=== Problem ===
Among the entries below, tally each line in which the word "PostPayload" is found, then state the tally alone.

=== Input for this task ===

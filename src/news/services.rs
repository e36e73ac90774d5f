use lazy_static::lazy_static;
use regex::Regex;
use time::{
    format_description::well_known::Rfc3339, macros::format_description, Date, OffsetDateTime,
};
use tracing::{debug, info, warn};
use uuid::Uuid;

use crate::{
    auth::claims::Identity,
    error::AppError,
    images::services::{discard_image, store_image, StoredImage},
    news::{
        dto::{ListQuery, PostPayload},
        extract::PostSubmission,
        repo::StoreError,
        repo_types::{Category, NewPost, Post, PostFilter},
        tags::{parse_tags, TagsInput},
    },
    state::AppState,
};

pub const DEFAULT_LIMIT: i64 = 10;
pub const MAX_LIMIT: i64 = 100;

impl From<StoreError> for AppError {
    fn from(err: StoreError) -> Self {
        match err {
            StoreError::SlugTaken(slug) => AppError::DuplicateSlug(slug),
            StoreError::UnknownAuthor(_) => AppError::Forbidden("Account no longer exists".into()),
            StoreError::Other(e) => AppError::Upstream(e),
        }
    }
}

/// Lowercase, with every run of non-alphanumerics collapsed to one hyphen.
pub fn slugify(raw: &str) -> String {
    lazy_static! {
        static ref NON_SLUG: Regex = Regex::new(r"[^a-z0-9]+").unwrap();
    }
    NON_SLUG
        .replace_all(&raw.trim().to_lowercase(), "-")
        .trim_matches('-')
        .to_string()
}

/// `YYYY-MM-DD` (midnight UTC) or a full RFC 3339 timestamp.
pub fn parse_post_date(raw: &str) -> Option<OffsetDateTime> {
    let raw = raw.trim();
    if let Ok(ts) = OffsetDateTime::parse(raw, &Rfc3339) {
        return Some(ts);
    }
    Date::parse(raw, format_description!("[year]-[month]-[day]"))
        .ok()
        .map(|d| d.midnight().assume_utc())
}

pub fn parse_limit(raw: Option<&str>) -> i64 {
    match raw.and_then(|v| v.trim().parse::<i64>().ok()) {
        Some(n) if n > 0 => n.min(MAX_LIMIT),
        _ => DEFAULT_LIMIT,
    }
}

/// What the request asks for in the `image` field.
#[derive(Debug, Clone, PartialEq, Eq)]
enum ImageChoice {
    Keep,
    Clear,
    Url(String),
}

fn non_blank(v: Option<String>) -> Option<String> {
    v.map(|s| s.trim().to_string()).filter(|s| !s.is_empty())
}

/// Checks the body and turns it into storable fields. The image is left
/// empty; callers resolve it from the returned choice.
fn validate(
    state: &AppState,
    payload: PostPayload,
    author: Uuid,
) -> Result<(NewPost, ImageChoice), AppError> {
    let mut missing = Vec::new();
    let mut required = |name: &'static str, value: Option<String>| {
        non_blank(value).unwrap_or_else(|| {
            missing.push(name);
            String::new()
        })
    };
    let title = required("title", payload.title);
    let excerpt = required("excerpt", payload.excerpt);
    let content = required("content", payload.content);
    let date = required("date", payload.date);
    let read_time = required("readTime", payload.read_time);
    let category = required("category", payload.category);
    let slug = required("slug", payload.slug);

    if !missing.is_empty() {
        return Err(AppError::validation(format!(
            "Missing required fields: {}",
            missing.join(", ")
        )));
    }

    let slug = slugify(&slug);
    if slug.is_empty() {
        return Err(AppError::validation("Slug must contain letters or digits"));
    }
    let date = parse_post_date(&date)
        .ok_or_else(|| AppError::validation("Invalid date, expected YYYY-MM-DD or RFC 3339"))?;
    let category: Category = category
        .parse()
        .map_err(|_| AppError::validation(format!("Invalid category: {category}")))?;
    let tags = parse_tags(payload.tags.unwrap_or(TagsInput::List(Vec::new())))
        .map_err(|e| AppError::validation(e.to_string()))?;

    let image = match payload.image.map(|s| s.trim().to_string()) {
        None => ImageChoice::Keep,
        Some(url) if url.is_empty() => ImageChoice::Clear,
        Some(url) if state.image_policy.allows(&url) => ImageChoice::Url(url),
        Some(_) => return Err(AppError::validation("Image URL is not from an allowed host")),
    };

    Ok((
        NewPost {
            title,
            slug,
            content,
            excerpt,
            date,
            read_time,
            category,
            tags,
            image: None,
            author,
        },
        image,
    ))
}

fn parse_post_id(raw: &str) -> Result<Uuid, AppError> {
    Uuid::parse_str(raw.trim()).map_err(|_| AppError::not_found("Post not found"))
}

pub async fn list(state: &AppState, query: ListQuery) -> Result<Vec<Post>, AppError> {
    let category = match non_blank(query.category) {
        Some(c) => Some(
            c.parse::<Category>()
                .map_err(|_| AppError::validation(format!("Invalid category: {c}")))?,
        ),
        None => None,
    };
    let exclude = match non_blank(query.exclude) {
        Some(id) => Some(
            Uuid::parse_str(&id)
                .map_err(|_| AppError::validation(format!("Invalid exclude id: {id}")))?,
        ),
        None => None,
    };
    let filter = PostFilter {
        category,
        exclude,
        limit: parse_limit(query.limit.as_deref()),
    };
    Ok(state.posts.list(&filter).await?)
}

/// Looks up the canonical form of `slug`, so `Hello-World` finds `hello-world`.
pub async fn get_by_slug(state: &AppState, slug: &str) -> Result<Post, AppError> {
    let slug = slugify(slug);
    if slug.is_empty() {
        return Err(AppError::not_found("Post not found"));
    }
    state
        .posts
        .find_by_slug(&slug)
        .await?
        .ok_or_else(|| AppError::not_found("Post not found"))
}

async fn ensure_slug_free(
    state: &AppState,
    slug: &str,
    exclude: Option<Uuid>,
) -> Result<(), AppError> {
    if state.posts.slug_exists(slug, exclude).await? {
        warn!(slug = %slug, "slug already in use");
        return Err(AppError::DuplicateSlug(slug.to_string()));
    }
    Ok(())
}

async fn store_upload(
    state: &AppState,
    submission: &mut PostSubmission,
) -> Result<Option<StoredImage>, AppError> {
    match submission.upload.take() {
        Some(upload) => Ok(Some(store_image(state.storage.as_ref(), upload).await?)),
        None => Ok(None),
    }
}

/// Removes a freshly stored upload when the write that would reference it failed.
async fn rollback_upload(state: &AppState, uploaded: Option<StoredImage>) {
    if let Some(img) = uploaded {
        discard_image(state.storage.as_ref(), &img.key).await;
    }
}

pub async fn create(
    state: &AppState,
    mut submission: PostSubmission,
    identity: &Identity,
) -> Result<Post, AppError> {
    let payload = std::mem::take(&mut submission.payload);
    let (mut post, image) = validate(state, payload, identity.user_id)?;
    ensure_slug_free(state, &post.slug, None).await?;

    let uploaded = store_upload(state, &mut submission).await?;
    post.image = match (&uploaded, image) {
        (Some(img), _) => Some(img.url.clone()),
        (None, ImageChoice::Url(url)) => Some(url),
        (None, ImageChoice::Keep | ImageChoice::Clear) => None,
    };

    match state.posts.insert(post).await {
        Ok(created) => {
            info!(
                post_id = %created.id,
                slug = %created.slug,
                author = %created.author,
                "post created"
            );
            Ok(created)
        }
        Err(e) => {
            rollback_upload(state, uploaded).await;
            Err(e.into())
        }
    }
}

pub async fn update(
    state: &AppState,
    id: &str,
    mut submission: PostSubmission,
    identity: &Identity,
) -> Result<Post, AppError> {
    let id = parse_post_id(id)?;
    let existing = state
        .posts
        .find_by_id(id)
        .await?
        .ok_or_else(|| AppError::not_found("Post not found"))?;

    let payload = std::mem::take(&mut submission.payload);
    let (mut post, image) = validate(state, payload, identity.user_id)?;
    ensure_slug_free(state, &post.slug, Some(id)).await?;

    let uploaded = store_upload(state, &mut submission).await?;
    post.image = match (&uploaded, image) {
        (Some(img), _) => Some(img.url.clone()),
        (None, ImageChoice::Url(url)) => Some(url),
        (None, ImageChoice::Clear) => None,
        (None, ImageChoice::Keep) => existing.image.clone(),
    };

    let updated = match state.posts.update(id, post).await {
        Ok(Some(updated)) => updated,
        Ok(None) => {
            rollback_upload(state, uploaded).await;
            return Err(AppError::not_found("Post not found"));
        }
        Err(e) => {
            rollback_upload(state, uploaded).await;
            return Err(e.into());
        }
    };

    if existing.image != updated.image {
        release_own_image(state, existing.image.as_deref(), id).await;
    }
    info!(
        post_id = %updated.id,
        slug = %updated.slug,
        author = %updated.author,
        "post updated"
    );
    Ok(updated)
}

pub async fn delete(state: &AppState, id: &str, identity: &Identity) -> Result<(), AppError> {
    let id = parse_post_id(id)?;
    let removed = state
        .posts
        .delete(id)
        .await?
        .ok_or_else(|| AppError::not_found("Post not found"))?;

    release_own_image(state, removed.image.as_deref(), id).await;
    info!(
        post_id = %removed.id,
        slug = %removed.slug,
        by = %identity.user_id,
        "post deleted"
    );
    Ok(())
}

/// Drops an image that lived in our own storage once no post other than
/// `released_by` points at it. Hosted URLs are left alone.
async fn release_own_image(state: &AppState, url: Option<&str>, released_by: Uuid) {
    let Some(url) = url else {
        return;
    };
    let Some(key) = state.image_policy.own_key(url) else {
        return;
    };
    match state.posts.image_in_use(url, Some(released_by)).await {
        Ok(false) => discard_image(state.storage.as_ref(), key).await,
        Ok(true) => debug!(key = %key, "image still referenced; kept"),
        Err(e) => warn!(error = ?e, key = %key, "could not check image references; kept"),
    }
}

=== Result of the exercise ===
2